Como ficavam restritos apenas às grandes orquestras, os músicos começaram a se encontrar constantemente e, descompromissadamente, sempre nas manhas de sábado. "No início foi divertimento e continuamos assim", afirma Serginho. Com o tempo, eles passaram a fazer pequenos concertos em escolas de música, faculdades e no Theatro Municipal de Sao Paulo.

Acidente - Até entao, nem nome o grupo tinha. O batismo aconteceu em 1995, quando os músicos se inscreveram para participar do Prêmio Eldorado. "Guincho é o termo usado para nomear um som estridente da clarineta, que pode acontecer caso o músico esbarre acidentalmente em uma chave ou sopre o ar com muita pressao na palheta", conta Serginho, autor do nome e também, segundo confessa, de alguns guinchos.

Após ser selecionado para o concurso, mais etapas foram vencidas, até o momento em que o Sujeito a Guincho obteve o primeiro lugar e, conseqüentemente, o direito de gravar um álbum e um prêmio em dinheiro. A gravaçao do primeiro disco foi pura correria. "Como o Montanha estava pronto para fazer um doutorado na Alemanha, só permanecemos três dias no estúdio", conta Edmilson.

Mas nem sempre a pressa é inimiga da perfeiçao, pois o disco ganhou o Prêmio Sharp de Melhor Gravaçao Instrumental, em 1996. Em seguida, com a vaga deixada por Montanha, Nivaldo Orsi assumiu o clarone. Montanha voltou e o quarteto virou quinteto.

A trajetória bem sucedida se manteve.

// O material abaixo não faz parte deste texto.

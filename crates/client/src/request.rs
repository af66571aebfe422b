//! The assembled GraphQL request.

use std::time::Duration;

use model::Claim;
use serde::Serialize;
use serde_json::{Map, Value};

/// One fully assembled query, ready for a [`crate::GraphqlTransport`].
///
/// Produced only by [`crate::RequestBuilder::build`] and immutable afterwards.
/// Serialises to the GraphQL-over-HTTP body (`query`, `variables`,
/// `operationName`); claims and timeout travel out of band and are not part
/// of the body.
#[derive(Debug, Clone, PartialEq, Serialize)]
#[serde(rename_all = "camelCase")]
pub struct GraphqlRequest {
    #[serde(skip)]
    pub(crate) query_name: String,
    pub(crate) query: String,
    pub(crate) variables: Map<String, Value>,
    #[serde(skip_serializing_if = "Option::is_none")]
    pub(crate) operation_name: Option<String>,
    #[serde(skip)]
    pub(crate) custom_meta_filter: Option<String>,
    #[serde(skip)]
    pub(crate) fragments: Vec<String>,
    #[serde(skip)]
    pub(crate) claims: Vec<Claim>,
    #[serde(skip)]
    pub(crate) timeout: Option<Duration>,
}

impl GraphqlRequest {
    /// Name of the query template this request was built from.
    pub fn query_name(&self) -> &str {
        &self.query_name
    }

    /// The final query document (template plus fragment definitions).
    pub fn query(&self) -> &str {
        &self.query
    }

    /// Bound variables. Variables whose value was absent are not present.
    pub fn variables(&self) -> &Map<String, Value> {
        &self.variables
    }

    /// Looks up a single variable.
    pub fn variable(&self, name: &str) -> Option<&Value> {
        self.variables.get(name)
    }

    pub fn operation_name(&self) -> Option<&str> {
        self.operation_name.as_deref()
    }

    /// The custom meta filter, also bound as the `customMetaFilter` variable.
    pub fn custom_meta_filter(&self) -> Option<&str> {
        self.custom_meta_filter.as_deref()
    }

    /// Fragment names injected at the template's insertion point, in order.
    pub fn injected_fragments(&self) -> &[String] {
        &self.fragments
    }

    /// Out-of-band claims, in the order they were added.
    pub fn claims(&self) -> &[Claim] {
        &self.claims
    }

    /// Timeout the transport should honour for this request.
    pub fn timeout(&self) -> Option<Duration> {
        self.timeout
    }
}

impl std::fmt::Display for GraphqlRequest {
    fn fmt(&self, f: &mut std::fmt::Formatter<'_>) -> std::fmt::Result {
        write!(f, "{}", self.query_name)?;
        if !self.variables.is_empty() {
            let keys: Vec<&str> = self.variables.keys().map(String::as_str).collect();
            write!(f, " ({})", keys.join(", "))?;
        }
        Ok(())
    }
}
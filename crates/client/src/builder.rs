//! Request assembly.
//!
//! A [`RequestBuilder`] accumulates configuration through consuming `with_*`
//! calls and produces one [`GraphqlRequest`] from [`RequestBuilder::build`].
//! Assembly runs in a fixed order:
//!
//! 1. The query template is looked up by name.
//! 2. Injected fragments replace the `@fragmentList` insertion point.
//! 3. `#if <region>` / `#endif` regions are kept or dropped.
//! 4. The recursion point (`...<name>`) is expanded to the configured depth.
//! 5. Every fragment spread in the result gets its definition appended,
//!    transitively, once each, in first-reference order.
//! 6. Variable declarations the assembled document never references are
//!    dropped together with their bindings.

use std::collections::{BTreeMap, HashSet, VecDeque};
use std::sync::LazyLock;
use std::time::Duration;

use model::{Claim, ContentIncludeMode, ContextData, FilterItemType, Pagination};
use regex::{Captures, Regex};
use serde::Serialize;
use serde_json::{Map, Value};
use tracing::debug;

use crate::errors::BuildError;
use crate::request::GraphqlRequest;
use crate::templates::QueryTemplates;

/// Fragment insertion point inside a query template.
pub const FRAGMENT_LIST_MARKER: &str = "@fragmentList";

/// Suffix appended to a PascalCase item type to name its fragment.
pub const FRAGMENT_SUFFIX: &str = "Fields";

/// Region toggled by [`RequestBuilder::with_content_include_mode`].
pub const INCLUDE_CONTENT_REGION: &str = "includeContent";

/// Region that expands a page's container items in item queries.
pub const INCLUDE_CONTAINER_ITEMS_REGION: &str = "includeContainerItems";

const REGION_START: &str = "#if ";
const REGION_END: &str = "#endif";

static FRAGMENT_SPREAD: LazyLock<Regex> = LazyLock::new(|| {
    Regex::new(r"\.\.\.\s*([A-Za-z_][A-Za-z0-9_]*)").expect("fragment spread regex is valid")
});

static VARIABLE_DECLARATION: LazyLock<Regex> = LazyLock::new(|| {
    Regex::new(r"\$([A-Za-z_][A-Za-z0-9_]*)\s*:[^,$)\n]*,?")
        .expect("variable declaration regex is valid")
});

static VARIABLE_REFERENCE: LazyLock<Regex> = LazyLock::new(|| {
    Regex::new(r"\$([A-Za-z_][A-Za-z0-9_]*)").expect("variable reference regex is valid")
});

/// Derives the fragment names needed to decode the given item types.
///
/// `STRUCTURE_GROUP` becomes `StructureGroupFields`. Order follows the input;
/// repeated tags produce one fragment.
pub fn fragments_for_item_types(item_types: &[FilterItemType]) -> Vec<String> {
    let mut fragments: Vec<String> = Vec::with_capacity(item_types.len());
    for item_type in item_types {
        let name = format!("{}{FRAGMENT_SUFFIX}", pascal_case(item_type.as_str()));
        if !fragments.contains(&name) {
            fragments.push(name);
        }
    }
    fragments
}

fn pascal_case(tag: &str) -> String {
    tag.split('_')
        .filter(|word| !word.is_empty())
        .map(|word| {
            let lower = word.to_ascii_lowercase();
            let mut chars = lower.chars();
            match chars.next() {
                Some(first) => first.to_ascii_uppercase().to_string() + chars.as_str(),
                None => String::new(),
            }
        })
        .collect()
}

/// Accumulates the configuration of one request.
///
/// Every `with_*` call consumes and returns the builder, so a builder can only
/// ever produce one request and never shares state with another.
#[derive(Debug)]
#[must_use]
pub struct RequestBuilder<'t> {
    templates: &'t QueryTemplates,
    query_name: Option<String>,
    operation_name: Option<String>,
    fragments: Vec<String>,
    variables: Map<String, Value>,
    regions: BTreeMap<String, bool>,
    recursion: Option<(String, u32)>,
    custom_meta_filter: Option<String>,
    context: ContextData,
    claims: Vec<Claim>,
    timeout: Option<Duration>,
    deferred_error: Option<BuildError>,
}

impl<'t> RequestBuilder<'t> {
    pub fn new(templates: &'t QueryTemplates) -> Self {
        Self {
            templates,
            query_name: None,
            operation_name: None,
            fragments: Vec::new(),
            variables: Map::new(),
            regions: BTreeMap::new(),
            recursion: None,
            custom_meta_filter: None,
            context: ContextData::default(),
            claims: Vec::new(),
            timeout: None,
            deferred_error: None,
        }
    }

    /// Selects the query template.
    pub fn with_query_name(mut self, name: impl Into<String>) -> Self {
        self.query_name = Some(name.into());
        self
    }

    pub fn with_operation_name(mut self, name: impl Into<String>) -> Self {
        self.operation_name = Some(name.into());
        self
    }

    /// Adds a fragment spread at the template's `@fragmentList` point.
    pub fn with_injected_fragment(mut self, name: impl Into<String>) -> Self {
        let name = name.into();
        if !self.fragments.contains(&name) {
            self.fragments.push(name);
        }
        self
    }

    pub fn with_injected_fragments<I, S>(self, names: I) -> Self
    where
        I: IntoIterator<Item = S>,
        S: Into<String>,
    {
        names
            .into_iter()
            .fold(self, |builder, name| builder.with_injected_fragment(name))
    }

    /// Injects one fragment per requested item type.
    pub fn with_fragments_for_item_types(self, item_types: &[FilterItemType]) -> Self {
        self.with_injected_fragments(fragments_for_item_types(item_types))
    }

    /// Binds a variable. A value that serialises to `null` (such as `None`)
    /// is not sent at all.
    pub fn with_variable<T: Serialize>(mut self, name: impl Into<String>, value: T) -> Self {
        let name = name.into();
        match serde_json::to_value(value) {
            Ok(Value::Null) => {
                self.variables.remove(&name);
            }
            Ok(value) => {
                self.variables.insert(name, value);
            }
            Err(source) => {
                if self.deferred_error.is_none() {
                    self.deferred_error = Some(BuildError::InvalidVariable { name, source });
                }
            }
        }
        self
    }

    /// Binds `first` and `after`; each is omitted when absent.
    pub fn with_pagination(self, pagination: &Pagination) -> Self {
        self.with_variable("first", pagination.first)
            .with_variable("after", pagination.after.as_deref())
    }

    /// Passes a custom meta filter through verbatim as `customMetaFilter`.
    pub fn with_custom_meta_filter(mut self, filter: Option<&str>) -> Self {
        self.custom_meta_filter = filter.map(str::to_string);
        self.with_variable("customMetaFilter", filter)
    }

    /// Keeps or drops the `includeContent` region and binds `renderContent`
    /// when content is included.
    pub fn with_content_include_mode(mut self, mode: ContentIncludeMode) -> Self {
        if mode.includes_content() {
            self = self.with_variable("renderContent", mode.renders_content());
        } else {
            self.variables.remove("renderContent");
        }
        self.with_region(INCLUDE_CONTENT_REGION, mode.includes_content())
    }

    /// Turns a `#if <name>` region on or off. Unset regions are off.
    pub fn with_region(mut self, name: impl Into<String>, enabled: bool) -> Self {
        self.regions.insert(name.into(), enabled);
        self
    }

    /// Expands `...<name>` into `depth` nested copies of fragment `name`.
    /// At depth 0 the recursion point is removed.
    pub fn with_recursive_fragment(mut self, name: impl Into<String>, depth: u32) -> Self {
        self.recursion = Some((name.into(), depth));
        self
    }

    /// Merges the default context with a per-call override; override claims
    /// win. The result is sent as `contextData` unless empty.
    pub fn with_context_data(mut self, defaults: &ContextData, overrides: Option<&ContextData>) -> Self {
        self.context = match overrides {
            Some(overrides) => ContextData::merge(defaults, overrides),
            None => defaults.clone(),
        };
        self
    }

    /// Appends an out-of-band claim.
    pub fn with_claim(mut self, claim: impl Into<Claim>) -> Self {
        self.claims.push(claim.into());
        self
    }

    pub fn with_timeout(mut self, timeout: impl Into<Option<Duration>>) -> Self {
        self.timeout = timeout.into();
        self
    }

    /// Assembles the request.
    pub fn build(self) -> Result<GraphqlRequest, BuildError> {
        let Self {
            templates,
            query_name,
            operation_name,
            fragments,
            mut variables,
            regions,
            recursion,
            custom_meta_filter,
            context,
            claims,
            timeout,
            deferred_error,
        } = self;

        if let Some(err) = deferred_error {
            return Err(err);
        }
        let query_name = query_name.ok_or(BuildError::MissingQueryName)?;
        let template = templates
            .query(&query_name)
            .ok_or_else(|| BuildError::UnknownQuery {
                name: query_name.clone(),
            })?;

        let query = inject_fragments(&query_name, template, &fragments)?;
        let query = apply_regions(&query_name, &query, &regions)?;
        let query = match &recursion {
            Some((name, depth)) => expand_recursion(templates, &query, name, *depth, &regions)?,
            None => query,
        };
        let query = append_fragment_definitions(templates, query, &regions)?;
        let query = drop_unused_variables(query, &mut variables);

        if !context.is_empty() {
            let value = serde_json::to_value(&context).map_err(|source| {
                BuildError::InvalidVariable {
                    name: "contextData".to_string(),
                    source,
                }
            })?;
            variables.insert("contextData".to_string(), value);
        }

        debug!(
            query = %query_name,
            variables = ?variables.keys().collect::<Vec<_>>(),
            fragments = ?fragments,
            claims = claims.len(),
            "Built GraphQL request"
        );

        Ok(GraphqlRequest {
            query_name,
            query,
            variables,
            operation_name,
            custom_meta_filter,
            fragments,
            claims,
            timeout,
        })
    }
}

fn inject_fragments(query_name: &str, template: &str, fragments: &[String]) -> Result<String, BuildError> {
    if !template.contains(FRAGMENT_LIST_MARKER) {
        if fragments.is_empty() {
            return Ok(template.to_string());
        }
        return Err(BuildError::MissingInsertionPoint {
            query: query_name.to_string(),
            marker: FRAGMENT_LIST_MARKER,
        });
    }

    let mut out = String::with_capacity(template.len());
    for line in template.lines() {
        if line.trim() == FRAGMENT_LIST_MARKER {
            let indent = &line[..line.len() - line.trim_start().len()];
            for fragment in fragments {
                out.push_str(indent);
                out.push_str("...");
                out.push_str(fragment);
                out.push('\n');
            }
        } else if line.contains(FRAGMENT_LIST_MARKER) {
            let spreads: Vec<String> = fragments.iter().map(|f| format!("...{f}")).collect();
            out.push_str(&line.replace(FRAGMENT_LIST_MARKER, &spreads.join(" ")));
            out.push('\n');
        } else {
            out.push_str(line);
            out.push('\n');
        }
    }
    Ok(out)
}
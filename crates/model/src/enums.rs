//! Closed enumerations exchanged with the content service by name.
//!
//! Every type here serialises to the exact GraphQL enum value (or claim
//! value) the service expects, and parses back from it case-insensitively.

use serde::{Deserialize, Serialize};

use crate::UnknownValueError;

// ---------------------------------------------------------------------------
// Macro for enums that travel on the wire as a fixed string.
// Generates: enum, ALL, as_str(), Display, FromStr.
// ---------------------------------------------------------------------------
macro_rules! wire_enum {
    (
        $(#[$attr:meta])*
        $name:ident {
            $( $(#[$vattr:meta])* $variant:ident => $wire:literal ),+ $(,)?
        }
    ) => {
        $(#[$attr])*
        #[derive(Debug, Clone, Copy, PartialEq, Eq, Hash, Serialize, Deserialize)]
        pub enum $name {
            $( $(#[$vattr])* #[serde(rename = $wire)] $variant ),+
        }

        impl $name {
            /// Every variant, in declaration order.
            pub const ALL: &'static [$name] = &[$($name::$variant),+];

            /// Returns the value sent to the content service.
            pub fn as_str(self) -> &'static str {
                match self {
                    $($name::$variant => $wire),+
                }
            }
        }

        impl std::fmt::Display for $name {
            fn fmt(&self, f: &mut std::fmt::Formatter<'_>) -> std::fmt::Result {
                f.write_str(self.as_str())
            }
        }

        impl std::str::FromStr for $name {
            type Err = UnknownValueError;

            fn from_str(s: &str) -> Result<Self, Self::Err> {
                Self::ALL
                    .iter()
                    .copied()
                    .find(|v| v.as_str().eq_ignore_ascii_case(s))
                    .ok_or_else(|| UnknownValueError {
                        kind: stringify!($name),
                        value: s.to_owned(),
                    })
            }
        }
    };
}

// ---------------------------------------------------------------------------
// Request shaping
// ---------------------------------------------------------------------------

wire_enum! {
    /// How much of an item's raw content a query asks for.
    ///
    /// Controls the `includeContent` template region and the `renderContent`
    /// variable.
    #[derive(Default)]
    ContentIncludeMode {
        /// Omit raw content entirely.
        Exclude => "EXCLUDE",
        /// Include raw content without server-side rendering.
        #[default]
        Include => "INCLUDE",
        /// Include raw content and ask the server to render it.
        IncludeAndRender => "INCLUDE_AND_RENDER",
    }
}

impl ContentIncludeMode {
    /// Returns `true` if the `includeContent` region should be kept.
    pub fn includes_content(self) -> bool {
        !matches!(self, ContentIncludeMode::Exclude)
    }

    /// Returns the value bound to the `renderContent` variable.
    pub fn renders_content(self) -> bool {
        matches!(self, ContentIncludeMode::IncludeAndRender)
    }
}

wire_enum! {
    /// Item variants that can be requested from the generic item query.
    ///
    /// Each tag selects one `<PascalCase>Fields` fragment.
    FilterItemType {
        Page => "PAGE",
        Component => "COMPONENT",
        BinaryComponent => "BINARY_COMPONENT",
        Keyword => "KEYWORD",
        Publication => "PUBLICATION",
        StructureGroup => "STRUCTURE_GROUP",
    }
}

wire_enum! {
    /// Which ancestors a sitemap subtree query returns alongside the subtree.
    Ancestor {
        /// Return only the requested subtree.
        None => "NONE",
        /// Include the path from the root to the requested node.
        IncludePath => "INCLUDE_PATH",
        /// Include the path and the siblings of every node on it.
        IncludePathSiblings => "INCLUDE_PATH_SIBLINGS",
    }
}

wire_enum! {
    /// Sort direction for item queries.
    SortOrderType {
        Ascending => "Ascending",
        Descending => "Descending",
    }
}

wire_enum! {
    /// Field an item query is sorted by.
    SortFieldType {
        CreationDate => "CREATION_DATE",
        InitialPublishDate => "INITIAL_PUBLISH_DATE",
        LastPublishDate => "LAST_PUBLISH_DATE",
        Title => "TITLE",
        UpdatedDate => "UPDATED_DATE",
    }
}

// ---------------------------------------------------------------------------
// Claim values
// ---------------------------------------------------------------------------

wire_enum! {
    /// Value type tag carried by context claims.
    ClaimValueType {
        String => "STRING",
        Int => "INT",
        Float => "FLOAT",
        Boolean => "BOOLEAN",
        Date => "DATE",
    }
}

wire_enum! {
    /// Shape of the raw content returned by model-data operations.
    ContentType {
        /// Content as published, untouched.
        Raw => "RAW",
        /// Content converted to the requested data model.
        Model => "MODEL",
    }
}

wire_enum! {
    /// Data model the model service converts content into.
    DataModelType {
        R2 => "R2",
        Dd4t => "DD4T",
    }
}

wire_enum! {
    /// Whether page model data expands include pages (header, footer, …).
    PageInclusion {
        Include => "INCLUDE",
        Exclude => "EXCLUDE",
    }
}

wire_enum! {
    /// Which dynamic component presentation an entity model is built from.
    DcpType {
        Default => "DEFAULT",
        Highlighted => "HIGHLIGHTED",
    }
}

#[cfg(test)]
mod tests {
    use super::*;

    #[test]
    fn filter_item_type_serialises_to_graphql_enum_value() {
        let json = serde_json::to_value(FilterItemType::BinaryComponent).unwrap();
        assert_eq!(json, serde_json::json!("BINARY_COMPONENT"));
    }

    #[test]
    fn from_str_is_case_insensitive() {
        assert_eq!("structure_group".parse(), Ok(FilterItemType::StructureGroup));
        assert_eq!("dd4t".parse(), Ok(DataModelType::Dd4t));
    }

    #[test]
    fn from_str_reports_enum_name() {
        let err = "PDF".parse::<ContentType>().unwrap_err();
        assert_eq!(err.kind, "ContentType");
        assert_eq!(err.value, "PDF");
    }

    #[test]
    fn content_include_mode_flags() {
        assert!(!ContentIncludeMode::Exclude.includes_content());
        assert!(ContentIncludeMode::Include.includes_content());
        assert!(!ContentIncludeMode::Include.renders_content());
        assert!(ContentIncludeMode::IncludeAndRender.renders_content());
    }
}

Há três anos, por exemplo, o Sujeito a Guincho participou do Clarine Fest, nos Estados Unidos, o maior festival de clarinetas do mundo. "Integrar um evento como esse é o sonho de todo músico pois, além de mostrar seu trabalho, há a oportunidade de ver grandes nomes e as novidades em instrumentos e acessórios", diz Serginho.

Mesmo com todo o êxito, os integrantes do Sujeito a Guincho continuam se dedicando a outras atividades profissionais. "Seria extremamente difícil manter nosso sustento apenas com o grupo. Sao raros os instrumentistas que conseguem isso", lamenta Edmilson. Luca é arranjador, pianista e clarinetista do Nouvelle Cuisine, o conceituado grupo que mescla MPB, jazz, ópera e blues em seu repertório. Os demais integram orquestras e lecionam em universidades.